# Aim of the exercise
Copy each line below that contains "AppearanceConfig".
- Opening Delimiter -
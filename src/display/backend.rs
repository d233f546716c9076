//! Display backend boundary
//!
//! A backend owns two double-buffered framebuffers: the handheld panel and
//! the external display. Each buffer is one contiguous allocation holding
//! both halves back to back, pixels stored as 4-byte RGBx.

/// Which physical display
#[derive(Debug, Clone, Copy, PartialEq, Eq)]
pub enum Screen {
    Handheld,
    External,
}

/// Half of a double buffer
#[derive(Debug, Clone, Copy, PartialEq, Eq)]
pub enum BufferHalf {
    First,
    Second,
}

impl BufferHalf {
    pub fn toggled(self) -> Self {
        match self {
            BufferHalf::First => BufferHalf::Second,
            BufferHalf::Second => BufferHalf::First,
        }
    }

    /// Byte offset of this half inside a buffer of `size` bytes
    pub fn base(self, size: usize) -> usize {
        match self {
            BufferHalf::First => 0,
            BufferHalf::Second => size / 2,
        }
    }
}

/// Host display collaborator
///
/// `clear` and `put_pixel` target the half currently being drawn. Colors are
/// packed 0xRRGGBBAA and land in memory most significant byte first.
pub trait DisplayBackend {
    /// Total byte size of the double buffer
    fn buffer_size(&self, screen: Screen) -> usize;

    fn clear(&mut self, screen: Screen, color: u32);

    /// Swap front and back halves
    fn flip(&mut self, screen: Screen);

    fn put_pixel(&mut self, screen: Screen, x: u32, y: u32, color: u32);

    /// Raw access to both double buffers: (handheld, external)
    fn buffers_mut(&mut self) -> (&mut [u8], &mut [u8]);

    /// The half currently being drawn, when the backend can tell
    fn active_half(&self, _screen: Screen) -> Option<BufferHalf> {
        None
    }
}
//! Keyboard frame drawing

use crate::config::AppearanceConfig;
use crate::display::Canvas;
use crate::font::{GlyphSource, Icon};
use crate::utils::Rgba;

use super::layout::{
    cell_rect, horizontal_lines, key_cells, label_baseline, label_x, vertical_lines,
    FieldGeometry, GridCursor, KeyKind,
};

#[derive(Debug, Clone, Copy, PartialEq, Eq)]
pub struct Palette {
    pub background: Rgba,
    pub foreground: Rgba,
    pub border: Rgba,
    pub accent: Rgba,
}

impl Default for Palette {
    fn default() -> Self {
        Self {
            background: Rgba::opaque(238, 238, 238),
            foreground: Rgba::BLACK,
            border: Rgba::opaque(204, 204, 204),
            accent: Rgba::from_packed(0x3478_e4ff),
        }
    }
}

impl From<&AppearanceConfig> for Palette {
    fn from(config: &AppearanceConfig) -> Self {
        Self {
            background: config.background_rgba(),
            foreground: config.foreground_rgba(),
            border: config.border_rgba(),
            accent: config.accent_rgba(),
        }
    }
}

/// Action key labels, resolved against the session font once
#[derive(Debug, Clone, Copy)]
pub struct IconLabels {
    pub cursor_left: char,
    pub cursor_right: char,
    pub commit: char,
}

impl IconLabels {
    pub fn resolve<G: GlyphSource + ?Sized>(glyphs: &G) -> Self {
        Self {
            cursor_left: Icon::CursorLeft.resolve(glyphs),
            cursor_right: Icon::CursorRight.resolve(glyphs),
            commit: Icon::Commit.resolve(glyphs),
        }
    }

    fn label(&self, kind: KeyKind) -> char {
        match kind {
            KeyKind::Char(ch) => ch,
            KeyKind::CursorLeft => self.cursor_left,
            KeyKind::CursorRight => self.cursor_right,
            KeyKind::Commit => self.commit,
        }
    }
}

/// Everything one frame shows
pub struct Frame<'a> {
    pub selection: GridCursor,
    pub text: &'a [char],
    pub cursor: usize,
    pub field: &'a FieldGeometry,
    pub icons: &'a IconLabels,
    pub palette: &'a Palette,
}

/// Draw the keyboard onto a cleared canvas
pub fn draw_frame<G: GlyphSource + ?Sized>(canvas: &mut Canvas<'_>, glyphs: &G, frame: &Frame<'_>) {
    let palette = frame.palette;
    let field = frame.field;

    canvas.fill_rect(cell_rect(frame.selection), palette.accent);

    for piece in field.frame() {
        canvas.fill_rect(piece, palette.accent);
    }
    canvas.draw_text(
        glyphs,
        field.text_x(),
        field.text_baseline(),
        frame.text,
        palette.foreground,
    );
    canvas.fill_rect(
        field.caret_rect(glyphs, frame.text, frame.cursor),
        palette.accent,
    );

    for line in horizontal_lines().chain(vertical_lines()) {
        canvas.fill_rect(line, palette.border);
    }

    for (cell, kind) in key_cells() {
        let label = [frame.icons.label(kind)];
        let width = glyphs.text_width(&label);
        canvas.draw_text(
            glyphs,
            label_x(cell.col, width),
            label_baseline(cell.row, field.font_size),
            &label,
            palette.foreground,
        );
    }
}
- Closing Delimiter -
# Answer space
use crate::config::AppearanceConfig;
impl From<&AppearanceConfig> for Palette {
    fn from(config: &AppearanceConfig) -> Self {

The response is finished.